───── Data to process ─────

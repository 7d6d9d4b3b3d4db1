//! Audio streaming HTTP route handlers
//!
//! - `GET /tracks/:track_id/stream` - Stream an audio file with range support
//! - `HEAD /tracks/:track_id/stream` - File metadata without body
//!
//! Features:
//! - RFC 7233 single-range requests (open ranges are capped per response)
//! - Path traversal prevention
//! - Async streaming without loading the file into memory
//! - ETag and Last-Modified caching headers
//! - Conditional request support (If-None-Match, If-Modified-Since)
//!
//! Only a GET that returns file bytes counts as a play; HEAD and 304 do not.

use axum::{
    body::Body,
    extract::{Path, State},
    http::{header, response::Builder, HeaderMap, StatusCode},
    response::Response,
    routing::get,
    Router,
};
use std::time::SystemTime;
use tokio_util::io::ReaderStream;

use crate::error::{ApiError, ApiResult};
use crate::middleware::AuthUser;
use crate::services::{ResolvedTrack, StreamService};

const CACHE_CONTROL_VALUE: &str = "private, max-age=31536000, immutable";

/// Shared application state for streaming handlers
#[derive(Clone)]
pub struct StreamingState {
    pub stream_service: StreamService,
}

impl StreamingState {
    pub fn new(stream_service: StreamService) -> Self {
        Self { stream_service }
    }
}

/// Create the streaming router
///
/// # Routes
/// - `GET /:track_id/stream` - Stream audio file for a track
/// - `HEAD /:track_id/stream` - Get file metadata without streaming body
pub fn streaming_router(state: StreamingState) -> Router {
    Router::new()
        .route("/:track_id/stream", get(stream_track).head(head_track))
        .with_state(state)
}

/// Headers shared by every successful or 304 response
fn cache_headers(builder: Builder, etag: &str, last_modified: &str) -> Builder {
    builder
        .header(header::ACCEPT_RANGES, "bytes")
        .header(header::ETAG, etag)
        .header(header::LAST_MODIFIED, last_modified)
        .header(header::CACHE_CONTROL, CACHE_CONTROL_VALUE)
}

fn finish(builder: Builder, body: Body) -> ApiResult<Response> {
    builder
        .body(body)
        .map_err(|e| ApiError::Internal(format!("failed to build response: {}", e)))
}

/// 304 response when the client's copy is current
fn not_modified(
    headers: &HeaderMap,
    track: &ResolvedTrack,
) -> Option<ApiResult<Response>> {
    let etag = generate_etag(track.file_size, track.modified);
    if !is_cache_valid(headers, &etag, track.modified) {
        return None;
    }
    let last_modified = format_http_date(track.modified);
    let builder = cache_headers(
        Response::builder().status(StatusCode::NOT_MODIFIED),
        &etag,
        &last_modified,
    );
    Some(finish(builder, Body::empty()))
}

/// Stream audio file for a track
///
/// # Request
/// - Headers:
///   - Authorization: Bearer <token> (required)
///   - Range: bytes=START-END (optional, for seeking)
///   - If-None-Match / If-Modified-Since (optional, for caching)
///
/// # Response
/// - 200 OK: Full audio file stream
/// - 206 Partial Content: Partial file for range requests
/// - 304 Not Modified: Cache is still valid
/// - 401 Unauthorized: Missing or invalid token
/// - 403 Forbidden: Track path escapes the storage root
/// - 404 Not Found: Track or audio file not found
/// - 416 Range Not Satisfiable: Invalid byte range
async fn stream_track(
    State(state): State<StreamingState>,
    auth: AuthUser,
    Path(track_id): Path<String>,
    headers: HeaderMap,
) -> ApiResult<Response> {
    let track = state.stream_service.resolve(&track_id).await?;

    if let Some(response) = not_modified(&headers, &track) {
        return response;
    }

    let range_header = match headers.get(header::RANGE) {
        Some(value) => Some(value.to_str().map_err(|_| ApiError::RangeNotSatisfiable {
            file_size: track.file_size,
        })?),
        None => None,
    };
    let stream = state.stream_service.open(&track, range_header).await?;

    tracing::debug!(
        listener_id = %auth.listener_id,
        track_id = %track_id,
        status = stream.status.as_u16(),
        "Streaming track"
    );

    let etag = generate_etag(track.file_size, track.modified);
    let last_modified = format_http_date(track.modified);

    let mut builder = cache_headers(Response::builder().status(stream.status), &etag, &last_modified)
        .header(header::CONTENT_TYPE, stream.content_type)
        .header(header::CONTENT_LENGTH, stream.content_length());
    if let Some(range) = stream.range {
        builder = builder.header(header::CONTENT_RANGE, range.content_range(stream.file_size));
    }

    finish(builder, Body::from_stream(ReaderStream::new(stream.reader)))
}

/// Get audio file metadata without streaming body
async fn head_track(
    State(state): State<StreamingState>,
    _auth: AuthUser,
    Path(track_id): Path<String>,
    headers: HeaderMap,
) -> ApiResult<Response> {
    let track = state.stream_service.resolve(&track_id).await?;

    if let Some(response) = not_modified(&headers, &track) {
        return response;
    }

    let etag = generate_etag(track.file_size, track.modified);
    let last_modified = format_http_date(track.modified);
    let builder = cache_headers(Response::builder().status(StatusCode::OK), &etag, &last_modified)
        .header(header::CONTENT_TYPE, track.content_type)
        .header(header::CONTENT_LENGTH, track.file_size);

    finish(builder, Body::empty())
}

/// Generate an ETag from file metadata
///
/// Uses file size and modification time to create a unique identifier.
/// Format: `"{size}-{mtime_secs}"`
fn generate_etag(file_size: u64, modified: SystemTime) -> String {
    let mtime_secs = modified
        .duration_since(SystemTime::UNIX_EPOCH)
        .map(|d| d.as_secs())
        .unwrap_or(0);
    format!("\"{}-{}\"", file_size, mtime_secs)
}

/// Format a SystemTime as an HTTP-date for Last-Modified header
///
/// Format: RFC 7231 (e.g., "Sun, 06 Nov 1994 08:49:37 GMT")
fn format_http_date(time: SystemTime) -> String {
    httpdate::fmt_http_date(time)
}

/// Check if the client's cached version is still valid
fn is_cache_valid(headers: &HeaderMap, etag: &str, modified: SystemTime) -> bool {
    // Check If-None-Match (takes precedence over If-Modified-Since per RFC 7232)
    if let Some(if_none_match) = headers.get(header::IF_NONE_MATCH) {
        if let Ok(value) = if_none_match.to_str() {
            // Handle both single value and comma-separated list
            return value.split(',').any(|v| {
                let v = v.trim();
                // RFC 7232: Weak comparison - strip "W/" prefix if present
                let v_trimmed = v.strip_prefix("W/").unwrap_or(v);
                let etag_trimmed = etag.strip_prefix("W/").unwrap_or(etag);
                v_trimmed == etag_trimmed || v == "*"
            });
        }
    }

    // Check If-Modified-Since
    if let Some(if_modified_since) = headers.get(header::IF_MODIFIED_SINCE) {
        if let Ok(value) = if_modified_since.to_str() {
            // Parse HTTP date (supports RFC 1123, RFC 850, and asctime formats)
            if let Ok(if_modified_since_time) = httpdate::parse_http_date(value) {
                // Ignore dates in the future to avoid incorrect 304 responses
                let now = SystemTime::now();
                if if_modified_since_time > now {
                    return false;
                }

                // HTTP dates have second precision, so we truncate the file's modification time
                if let Ok(modified_secs) = modified.duration_since(SystemTime::UNIX_EPOCH) {
                    let modified_truncated = SystemTime::UNIX_EPOCH
                        + std::time::Duration::from_secs(modified_secs.as_secs());
                    return modified_truncated <= if_modified_since_time;
                }
            }
        }
    }

    false
}
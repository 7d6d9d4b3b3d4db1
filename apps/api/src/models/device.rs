//! Device records for the device picker
//!
//! Devices are upserted on every heartbeat and realtime `hello`. They are
//! presentation data only and never consulted for authorization.

use chrono::{DateTime, Utc};
use serde::{Deserialize, Serialize};
use sqlx::FromRow;
use thiserror::Error;
use uuid::Uuid;

/// Maximum length for device_id (matches database constraint)
pub const MAX_DEVICE_ID_LEN: usize = 128;
/// Maximum length for display names
pub const MAX_DISPLAY_NAME_LEN: usize = 255;
/// Maximum length for app and platform tags
pub const MAX_TAG_LEN: usize = 64;
/// Maximum number of capability strings per device
pub const MAX_CAPABILITIES: usize = 32;

/// Errors that can occur during device validation
#[derive(Debug, Error, PartialEq, Eq)]
pub enum DeviceValidationError {
    #[error("deviceId cannot be empty")]
    EmptyDeviceId,
    #[error("deviceId exceeds maximum length of {MAX_DEVICE_ID_LEN} (got {0})")]
    DeviceIdTooLong(usize),
    #[error("deviceId contains invalid characters")]
    InvalidDeviceIdChars,
    #[error("displayName exceeds maximum length of {MAX_DISPLAY_NAME_LEN} (got {0})")]
    DisplayNameTooLong(usize),
    #[error("{0} exceeds maximum length of {MAX_TAG_LEN}")]
    TagTooLong(&'static str),
    #[error("too many capabilities (max {MAX_CAPABILITIES}, got {0})")]
    TooManyCapabilities(usize),
}

/// Check a client-supplied device id: 1-128 chars of `[A-Za-z0-9_-]`
pub fn validate_device_id(device_id: &str) -> Result<(), DeviceValidationError> {
    if device_id.is_empty() {
        return Err(DeviceValidationError::EmptyDeviceId);
    }
    if device_id.len() > MAX_DEVICE_ID_LEN {
        return Err(DeviceValidationError::DeviceIdTooLong(device_id.len()));
    }
    if !device_id
        .chars()
        .all(|c| c.is_ascii_alphanumeric() || c == '-' || c == '_')
    {
        return Err(DeviceValidationError::InvalidDeviceIdChars);
    }
    Ok(())
}

/// Device record from the devices table
#[derive(Debug, Clone, PartialEq, Serialize, Deserialize, FromRow)]
#[serde(rename_all = "camelCase")]
pub struct Device {
    pub listener_id: Uuid,
    pub device_id: String,
    pub display_name: String,
    pub app: Option<String>,
    pub platform: Option<String>,
    pub capabilities: Vec<String>,
    pub last_seen_at: DateTime<Utc>,
}

/// Heartbeat payload, also built from a realtime `hello`
#[derive(Debug, Clone, Default, Serialize, Deserialize)]
#[serde(rename_all = "camelCase")]
pub struct DeviceHeartbeat {
    pub device_id: String,
    #[serde(default)]
    pub display_name: Option<String>,
    #[serde(default)]
    pub app: Option<String>,
    #[serde(default)]
    pub platform: Option<String>,
    #[serde(default)]
    pub capabilities: Option<Vec<String>>,
}

impl DeviceHeartbeat {
    pub fn new(device_id: impl Into<String>) -> Self {
        Self {
            device_id: device_id.into(),
            ..Default::default()
        }
    }

    pub fn with_app(mut self, app: Option<String>) -> Self {
        self.app = app;
        self
    }

    /// Name to store when the client sent none
    pub fn display_name_or_default(&self) -> String {
        self.display_name
            .clone()
            .filter(|name| !name.trim().is_empty())
            .unwrap_or_else(|| match self.platform.as_deref() {
                Some("ios") | Some("android") => "Phone".to_string(),
                Some("macos") | Some("windows") | Some("linux") => "Desktop".to_string(),
                Some("web") => "Web Player".to_string(),
                _ => "Unknown Device".to_string(),
            })
    }

    /// Validate the heartbeat before it reaches a store
    pub fn validate(&self) -> Result<(), DeviceValidationError> {
        validate_device_id(&self.device_id)?;

        if let Some(name) = &self.display_name {
            if name.len() > MAX_DISPLAY_NAME_LEN {
                return Err(DeviceValidationError::DisplayNameTooLong(name.len()));
            }
        }
        if self.app.as_ref().is_some_and(|a| a.len() > MAX_TAG_LEN) {
            return Err(DeviceValidationError::TagTooLong("app"));
        }
        if self.platform.as_ref().is_some_and(|p| p.len() > MAX_TAG_LEN) {
            return Err(DeviceValidationError::TagTooLong("platform"));
        }
        if let Some(capabilities) = &self.capabilities {
            if capabilities.len() > MAX_CAPABILITIES {
                return Err(DeviceValidationError::TooManyCapabilities(
                    capabilities.len(),
                ));
            }
        }

        Ok(())
    }
}

/// Device record as shown in the picker, with live connection status
#[derive(Debug, Clone, Serialize)]
#[serde(rename_all = "camelCase")]
pub struct DeviceView {
    #[serde(flatten)]
    pub device: Device,
    pub online: bool,
    pub active: bool,
}
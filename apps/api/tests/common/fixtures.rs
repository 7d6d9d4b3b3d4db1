//! Test fixtures for API integration tests

#![allow(dead_code)]

use serde_json::{json, Value};

/// Signing secret for test apps
pub const TEST_JWT_SECRET: &str = "test-secret-that-is-long-enough-for-testing-purposes";

/// Password accepted by registration
pub const TEST_PASSWORD: &str = "correct-horse-battery";

/// Registration body for `email`
pub fn register_body(email: &str) -> Value {
    json!({
        "email": email,
        "password": TEST_PASSWORD,
        "displayName": "Test Listener",
    })
}

/// Login body for `email`
pub fn login_body(email: &str, password: &str) -> Value {
    json!({
        "email": email,
        "password": password,
    })
}

/// `len` bytes where byte `i` is `i % 251`, so any slice is recognizable
pub fn patterned_bytes(len: usize) -> Vec<u8> {
    (0..len).map(|i| (i % 251) as u8).collect()
}
//! API server configuration

use std::env;
use std::str::FromStr;
use std::time::Duration;

use anyhow::{bail, Context, Result};
use tandem_shared_config::{parse_env, CommonConfig, DatabaseConfig, Environment};

use crate::services::auth::parse_duration_string;
use crate::services::stream::DEFAULT_CHUNK_BYTES;
use crate::services::AuthConfig;
use crate::websocket::WsConfig;

/// Minimum required length for JWT_SECRET to be considered secure
const MIN_JWT_SECRET_LENGTH: usize = 32;

/// API server configuration loaded from environment variables
#[derive(Debug, Clone)]
pub struct Config {
    /// Common configuration shared with other services
    pub common: CommonConfig,

    /// Server port (default: 8080)
    pub port: u16,

    /// JWT secret for authentication
    pub jwt_secret: String,

    /// JWT access token expiry (default: 15m)
    pub jwt_access_expiry: String,

    /// Refresh window (default: 30d)
    pub jwt_refresh_expiry: String,

    /// Issue a new refresh secret on every refresh (default: true)
    pub refresh_token_rotation: bool,

    /// Realtime ping cadence (default: 30s)
    pub ws_ping_interval: Duration,

    /// Silent intervals tolerated before a socket is closed (default: 2)
    pub ws_max_missed_pongs: u32,

    /// Per-connection outbound queue size (default: 64)
    pub ws_send_queue_capacity: usize,

    /// Largest body served for an open-ended range (default: 1 MiB)
    pub stream_chunk_bytes: u64,

    /// Upper bound on register/login/refresh (default: 10s)
    pub auth_request_timeout: Duration,

    /// CORS allowed origins (optional)
    pub cors_allowed_origins: Option<Vec<String>>,
}

impl Config {
    /// Load configuration from environment variables
    ///
    /// In production mode, this function requires:
    /// - `JWT_SECRET`: Must be set and at least 32 characters long
    /// - `DATABASE_URL`: Must be set (in-memory stores are development only)
    ///
    /// In development/staging mode, sensible defaults are used for convenience.
    pub fn from_env() -> Result<Self> {
        let environment = Environment::from_str(
            &env::var("ENVIRONMENT").unwrap_or_else(|_| "development".to_string()),
        )
        .unwrap_or_default();
        let is_production = environment.is_production();

        let jwt_secret = Self::load_jwt_secret(is_production)?;

        if is_production {
            Self::validate_database_url()?;
        }

        let common = CommonConfig::from_env()
            .map_err(|e| anyhow::anyhow!("Failed to load config: {}", e))?;

        Ok(Self {
            common,

            port: env::var("PORT")
                .unwrap_or_else(|_| "8080".to_string())
                .parse()
                .context("Invalid PORT value")?,

            jwt_secret,

            jwt_access_expiry: Self::load_seconds("JWT_ACCESS_EXPIRY", "15m")?.0,

            jwt_refresh_expiry: Self::load_seconds("JWT_REFRESH_EXPIRY", "30d")?.0,

            refresh_token_rotation: parse_env("REFRESH_TOKEN_ROTATION", true)?,

            ws_ping_interval: Self::load_duration("WS_PING_INTERVAL", "30s")?,

            ws_max_missed_pongs: parse_env("WS_MAX_MISSED_PONGS", 2)?,

            ws_send_queue_capacity: parse_env("WS_SEND_QUEUE_CAPACITY", 64)?,

            stream_chunk_bytes: parse_env("STREAM_CHUNK_BYTES", DEFAULT_CHUNK_BYTES)?,

            auth_request_timeout: Self::load_duration("AUTH_REQUEST_TIMEOUT", "10s")?,

            cors_allowed_origins: env::var("CORS_ORIGINS").ok().map(|s| {
                s.split(',')
                    .map(|s| s.trim().to_string())
                    .filter(|s| !s.is_empty())
                    .collect()
            }),
        })
    }

    /// Load and validate JWT_SECRET
    ///
    /// In production it must be set and at least MIN_JWT_SECRET_LENGTH
    /// characters. In development a default is used with a warning.
    fn load_jwt_secret(is_production: bool) -> Result<String> {
        match env::var("JWT_SECRET") {
            Ok(secret) if !secret.is_empty() => {
                if is_production && secret.len() < MIN_JWT_SECRET_LENGTH {
                    bail!(
                        "JWT_SECRET must be at least {} characters in production (got {})",
                        MIN_JWT_SECRET_LENGTH,
                        secret.len()
                    );
                }
                Ok(secret)
            }
            _ if is_production => {
                bail!(
                    "JWT_SECRET environment variable is required in production. \
                     Please set a secure secret of at least {} characters.",
                    MIN_JWT_SECRET_LENGTH
                );
            }
            _ => {
                tracing::warn!(
                    "JWT_SECRET not set, using insecure default. \
                     This is only acceptable in development mode."
                );
                Ok("development-secret-change-in-production".to_string())
            }
        }
    }

    /// Validate that DATABASE_URL is explicitly set in production
    fn validate_database_url() -> Result<()> {
        match env::var("DATABASE_URL") {
            Ok(url) if !url.is_empty() => Ok(()),
            _ => {
                bail!(
                    "DATABASE_URL environment variable is required in production. \
                     Please set your PostgreSQL connection string."
                );
            }
        }
    }

    /// Parse a non-zero duration string such as "30s" or "2m"
    fn load_duration(name: &str, default: &str) -> Result<Duration> {
        let (_, secs) = Self::load_seconds(name, default)?;
        Ok(Duration::from_secs(secs))
    }

    /// Read a positive duration string, returning it with its length in seconds
    fn load_seconds(name: &str, default: &str) -> Result<(String, u64)> {
        let raw = env::var(name).unwrap_or_else(|_| default.to_string());
        match parse_duration_string(&raw) {
            Some(secs) if secs > 0 => Ok((raw, secs as u64)),
            _ => bail!("Invalid {} value '{}': expected a duration like 30s or 5m", name, raw),
        }
    }

    /// Get database configuration, if durable storage is configured
    pub fn database(&self) -> Option<&DatabaseConfig> {
        self.common.database.as_ref()
    }

    /// Get environment mode
    pub fn environment(&self) -> Environment {
        self.common.environment
    }

    /// Check if running in production
    pub fn is_production(&self) -> bool {
        self.common.environment.is_production()
    }

    /// Session manager settings
    pub fn auth_config(&self) -> AuthConfig {
        AuthConfig::with_expiry_strings(
            self.jwt_secret.clone(),
            &self.jwt_access_expiry,
            &self.jwt_refresh_expiry,
        )
        .with_rotation(self.refresh_token_rotation)
    }

    /// Realtime liveness settings
    pub fn ws_config(&self) -> WsConfig {
        WsConfig {
            ping_interval: self.ws_ping_interval,
            max_missed_pongs: self.ws_max_missed_pongs,
        }
    }
}

#[cfg(test)]
mod tests {
    use super::*;
    use std::sync::Mutex;

    // Mutex to ensure tests that modify environment variables don't run in parallel
    static ENV_MUTEX: Mutex<()> = Mutex::new(());

    /// Helper to temporarily set environment variables for a test
    struct EnvGuard {
        vars: Vec<(String, Option<String>)>,
    }

    impl EnvGuard {
        fn new(vars: &[(&str, &str)]) -> Self {
            let saved: Vec<_> = vars
                .iter()
                .map(|(k, v)| {
                    let old = env::var(*k).ok();
                    env::set_var(*k, *v);
                    (k.to_string(), old)
                })
                .collect();
            Self { vars: saved }
        }

        fn remove_vars(vars: &[&str]) -> Self {
            let saved: Vec<_> = vars
                .iter()
                .map(|k| {
                    let old = env::var(*k).ok();
                    env::remove_var(*k);
                    (k.to_string(), old)
                })
                .collect();
            Self { vars: saved }
        }
    }

    impl Drop for EnvGuard {
        fn drop(&mut self) {
            for (k, v) in &self.vars {
                match v {
                    Some(val) => env::set_var(k, val),
                    None => env::remove_var(k),
                }
            }
        }
    }

    const TUNABLES: &[&str] = &[
        "ENVIRONMENT",
        "PORT",
        "DATABASE_URL",
        "JWT_SECRET",
        "JWT_ACCESS_EXPIRY",
        "JWT_REFRESH_EXPIRY",
        "REFRESH_TOKEN_ROTATION",
        "WS_PING_INTERVAL",
        "WS_MAX_MISSED_PONGS",
        "WS_SEND_QUEUE_CAPACITY",
        "STREAM_CHUNK_BYTES",
        "AUTH_REQUEST_TIMEOUT",
        "CORS_ORIGINS",
    ];

    #[test]
    fn test_jwt_secret_required_in_production() {
        let _lock = ENV_MUTEX.lock().unwrap();
        let _guard = EnvGuard::remove_vars(&["JWT_SECRET"]);

        let result = Config::load_jwt_secret(true);
        assert!(result.is_err());
        let err = result.unwrap_err().to_string();
        assert!(err.contains("JWT_SECRET"));
        assert!(err.contains("required in production"));
    }

    #[test]
    fn test_jwt_secret_minimum_length_in_production() {
        let _lock = ENV_MUTEX.lock().unwrap();
        let _guard = EnvGuard::new(&[("JWT_SECRET", "short")]);

        let result = Config::load_jwt_secret(true);
        assert!(result.is_err());
        let err = result.unwrap_err().to_string();
        assert!(err.contains("at least 32 characters"));
    }

    #[test]
    fn test_jwt_secret_valid_in_production() {
        let _lock = ENV_MUTEX.lock().unwrap();
        let secret = "a".repeat(MIN_JWT_SECRET_LENGTH);
        let _guard = EnvGuard::new(&[("JWT_SECRET", &secret)]);

        let result = Config::load_jwt_secret(true);
        assert_eq!(result.unwrap(), secret);
    }

    #[test]
    fn test_jwt_secret_uses_default_in_development() {
        let _lock = ENV_MUTEX.lock().unwrap();
        let _guard = EnvGuard::remove_vars(&["JWT_SECRET"]);

        let result = Config::load_jwt_secret(false);
        assert_eq!(result.unwrap(), "development-secret-change-in-production");
    }

    #[test]
    fn test_database_url_required_in_production() {
        let _lock = ENV_MUTEX.lock().unwrap();
        let _guard = EnvGuard::remove_vars(&["DATABASE_URL"]);

        let err = Config::validate_database_url().unwrap_err().to_string();
        assert!(err.contains("DATABASE_URL"));
        assert!(err.contains("required in production"));
    }

    #[test]
    fn test_empty_database_url_fails() {
        let _lock = ENV_MUTEX.lock().unwrap();
        let _guard = EnvGuard::new(&[("DATABASE_URL", "")]);

        assert!(Config::validate_database_url().is_err());
    }

    #[test]
    fn test_defaults_in_development() {
        let _lock = ENV_MUTEX.lock().unwrap();
        let _guard = EnvGuard::remove_vars(TUNABLES);

        let config = Config::from_env().unwrap();
        assert_eq!(config.port, 8080);
        assert!(config.database().is_none());
        assert!(config.refresh_token_rotation);
        assert_eq!(config.ws_ping_interval, Duration::from_secs(30));
        assert_eq!(config.ws_max_missed_pongs, 2);
        assert_eq!(config.ws_send_queue_capacity, 64);
        assert_eq!(config.stream_chunk_bytes, 1024 * 1024);
        assert_eq!(config.auth_request_timeout, Duration::from_secs(10));
        assert!(config.cors_allowed_origins.is_none());

        let auth = config.auth_config();
        assert_eq!(auth.access_token_ttl_secs, 900);
        assert_eq!(auth.refresh_token_ttl_secs, 30 * 24 * 3600);
    }

    #[test]
    fn test_overrides() {
        let _lock = ENV_MUTEX.lock().unwrap();
        let _clear = EnvGuard::remove_vars(TUNABLES);
        let _guard = EnvGuard::new(&[
            ("PORT", "9000"),
            ("REFRESH_TOKEN_ROTATION", "false"),
            ("WS_PING_INTERVAL", "5s"),
            ("WS_MAX_MISSED_PONGS", "4"),
            ("STREAM_CHUNK_BYTES", "65536"),
            ("JWT_ACCESS_EXPIRY", "5m"),
            ("CORS_ORIGINS", "https://a.example, ,https://b.example"),
        ]);

        let config = Config::from_env().unwrap();
        assert_eq!(config.port, 9000);
        assert!(!config.auth_config().rotate_refresh_tokens);
        assert_eq!(config.auth_config().access_token_ttl_secs, 300);
        assert_eq!(config.ws_config().max_idle(), Duration::from_secs(20));
        assert_eq!(config.stream_chunk_bytes, 65536);
        assert_eq!(
            config.cors_allowed_origins.unwrap(),
            vec!["https://a.example", "https://b.example"]
        );
    }

    #[test]
    fn test_invalid_duration_rejected() {
        let _lock = ENV_MUTEX.lock().unwrap();
        let _clear = EnvGuard::remove_vars(TUNABLES);
        let _guard = EnvGuard::new(&[("WS_PING_INTERVAL", "soon")]);

        let err = Config::from_env().unwrap_err().to_string();
        assert!(err.contains("WS_PING_INTERVAL"));
    }

    #[test]
    fn test_multibyte_duration_rejected() {
        let _lock = ENV_MUTEX.lock().unwrap();
        let _clear = EnvGuard::remove_vars(TUNABLES);
        let _guard = EnvGuard::new(&[("WS_PING_INTERVAL", "30µ")]);

        let err = Config::from_env().unwrap_err().to_string();
        assert!(err.contains("WS_PING_INTERVAL"));
    }

    #[test]
    fn test_invalid_jwt_expiry_rejected() {
        let _lock = ENV_MUTEX.lock().unwrap();

        for name in ["JWT_ACCESS_EXPIRY", "JWT_REFRESH_EXPIRY"] {
            for value in ["-5m", "0m", "15", "soon"] {
                let _clear = EnvGuard::remove_vars(TUNABLES);
                let _guard = EnvGuard::new(&[(name, value)]);

                let err = Config::from_env().unwrap_err().to_string();
                assert!(err.contains(name), "{name}={value} gave: {err}");
            }
        }
    }

    #[test]
    fn test_production_requires_database() {
        let _lock = ENV_MUTEX.lock().unwrap();
        let _clear = EnvGuard::remove_vars(TUNABLES);
        let secret = "s".repeat(MIN_JWT_SECRET_LENGTH);
        let _guard = EnvGuard::new(&[("ENVIRONMENT", "production"), ("JWT_SECRET", &secret)]);

        assert!(Config::from_env().is_err());
    }
}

─────

- Task to complete
From the first line of the data above to the line holding "- Stream audio file for a track", reproduce each line exactly; emit no other lines.

- Response to this task
repository 7d6d9d4b3b3d4db1
//! Audio streaming HTTP route handlers
//!
//! - `GET /tracks/:track_id/stream` - Stream an audio file with range support
//! - `HEAD /tracks/:track_id/stream` - File metadata without body
//!
//! Features:
//! - RFC 7233 single-range requests (open ranges are capped per response)
//! - Path traversal prevention
//! - Async streaming without loading the file into memory
//! - ETag and Last-Modified caching headers
//! - Conditional request support (If-None-Match, If-Modified-Since)
//!
//! Only a GET that returns file bytes counts as a play; HEAD and 304 do not.

use axum::{
    body::Body,
    extract::{Path, State},
    http::{header, response::Builder, HeaderMap, StatusCode},
    response::Response,
    routing::get,
    Router,
};
use std::time::SystemTime;
use tokio_util::io::ReaderStream;

use crate::error::{ApiError, ApiResult};
use crate::middleware::AuthUser;
use crate::services::{ResolvedTrack, StreamService};

const CACHE_CONTROL_VALUE: &str = "private, max-age=31536000, immutable";

/// Shared application state for streaming handlers
#[derive(Clone)]
pub struct StreamingState {
    pub stream_service: StreamService,
}

impl StreamingState {
    pub fn new(stream_service: StreamService) -> Self {
        Self { stream_service }
    }
}

/// Create the streaming router
///
/// # Routes
/// - `GET /:track_id/stream` - Stream audio file for a track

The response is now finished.